He was right, Cassie was bad news.

She shivered, remembering that Bethany had worked for Marc, and now Cassie did too. What if Marc were with Cassie now?

 

The cold woke him. That, and the pain. As consciousness returned, he became aware of the throbbing of his head and arms. His wrists and ankles felt as though they were on fire, but the rest of him was freezing.

Where in God’s name was he, what was happening? He didn’t have a clue how much time had passed since he’d rung Cassie’s doorbell. His eyes were shut, and he dared not open them. He dreaded the truth.

‘Coming round?’

A man’s voice, soft, yet not in the least reassuring. Marc tried to speak, but no words came. He couldn’t open his mouth. Someone had taped it shut. His hands were bound up above his head; impossible to move them an inch.

‘Open your eyes.’

Marc did nothing. For as long as he did not see, he could imagine the possibility of escape. Hope, he must cling to hope.

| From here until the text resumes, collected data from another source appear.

#[cfg(test)]
mod tests {
    use super::*;
    use crate::block::MemoryBlockStorage;
    use crate::btree::checked_len;
    use crate::config::{StoreConfig, TreeOptions};
    use crate::store::Store;

    // 256-byte blocks with 8-byte keys: 8 slots per node, order 9
    fn create_test_tree() -> crate::btree::BTree<MemoryBlockStorage> {
        let config = StoreConfig::default()
            .with_block_size(256)
            .with_cache_blocks(16)
            .with_grow_blocks(32);
        let store = Store::create(MemoryBlockStorage::new(256), config).unwrap();
        store.create_tree(TreeOptions::new(8)).unwrap()
    }

    #[test]
    fn test_first_split_grows_height() {
        let tree = create_test_tree();
        assert_eq!(tree.order().unwrap(), 9);
        for i in 0u8..8 {
            tree.insert(&[i]).unwrap();
        }
        assert_eq!(tree.height().unwrap(), 1);
        tree.insert(&[8]).unwrap();
        assert_eq!(tree.height().unwrap(), 2);
        assert_eq!(checked_len(&tree).unwrap(), 9);
    }

    #[test]
    fn test_split_returns_location_of_new_key() {
        // A full leaf of even keys; 1 stays left, 7 becomes the median,
        // 9 and 15 move to the new sibling
        for k in [1u8, 7, 9, 15] {
            let tree = create_test_tree();
            for i in (0u8..16).step_by(2) {
                tree.put(&[i], &[i]).unwrap();
            }
            let mut entry = tree.insert(&[k]).unwrap();
            assert_eq!(entry.key(), &[k]);
            entry.write_value(&[k, k]).unwrap();
            assert_eq!(tree.height().unwrap(), 2);
            assert_eq!(tree.get(&[k]).unwrap().unwrap().as_ref(), &[k, k]);
            checked_len(&tree).unwrap();
        }
    }

    #[test]
    fn test_delete_internal_key() {
        let tree = create_test_tree();
        for i in 0u8..40 {
            tree.put(&[i], &[i]).unwrap();
        }
        let root_keys: Vec<u8> = tree
            .with_meta(|space, meta, _| {
                let root = Node::load(space, meta.root, meta.layout)?;
                Ok(root
                    .ordered_slots()?
                    .into_iter()
                    .map(|s| root.key(s)[0])
                    .collect())
            })
            .unwrap();
        assert!(!root_keys.is_empty());

        let removed = root_keys.len();
        for k in root_keys {
            assert!(tree.delete(&[k]).unwrap());
            assert!(tree.find(&[k]).unwrap().is_none());
            checked_len(&tree).unwrap();
        }
        assert_eq!(tree.len().unwrap(), 40 - removed);
    }

    #[test]
    fn test_delete_in_reverse_order_rebalances() {
        let tree = create_test_tree();
        for i in 0u8..200 {
            tree.insert(&[i]).unwrap();
        }
        for i in (0u8..200).rev() {
            assert!(tree.delete(&[i]).unwrap());
            if i % 17 == 0 {
                assert_eq!(checked_len(&tree).unwrap(), i as usize);
            }
        }
        assert!(tree.is_empty().unwrap());
    }

    #[test]
    fn test_delete_frees_overflow_chain() {
        let tree = create_test_tree();
        let store = tree.store().clone();
        tree.insert(b"small").unwrap();
        let before = store.allocated_block_count();
        tree.put(b"big", &[9u8; 2000]).unwrap();
        assert!(store.allocated_block_count() > before);
        assert!(tree.delete(b"big").unwrap());
        assert_eq!(store.allocated_block_count(), before);
    }

    #[test]
    fn test_version_bumps_on_structure_changes_only() {
        let tree = create_test_tree();
        let v0 = tree.version().unwrap();
        tree.insert(b"a").unwrap();
        let v1 = tree.version().unwrap();
        assert!(v1 > v0);
        tree.insert(b"a").unwrap().write_value(b"x").unwrap();
        assert_eq!(tree.version().unwrap(), v1);
        tree.delete(b"a").unwrap();
        assert!(tree.version().unwrap() > v1);
    }
}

‘Open your eyes!’ the man shouted.

Marc obeyed.

He was in a small, circular room. Old stone walls, rough
floor hewn from rock. A single narrow window, boarded up with a couple of dirty old wooden planks. Ten feet above his head was a brick roof. He was naked, his body shrivelled and defenceless. No wonder his arms ached; they were covered in bruises, and so were his chest and legs. Someone had manhandled him on the way to this place. His wrists were fastened by thick black cord that cut into his flesh. The cord was tied to a rusting hook on the wall. His ankles were bound to each other.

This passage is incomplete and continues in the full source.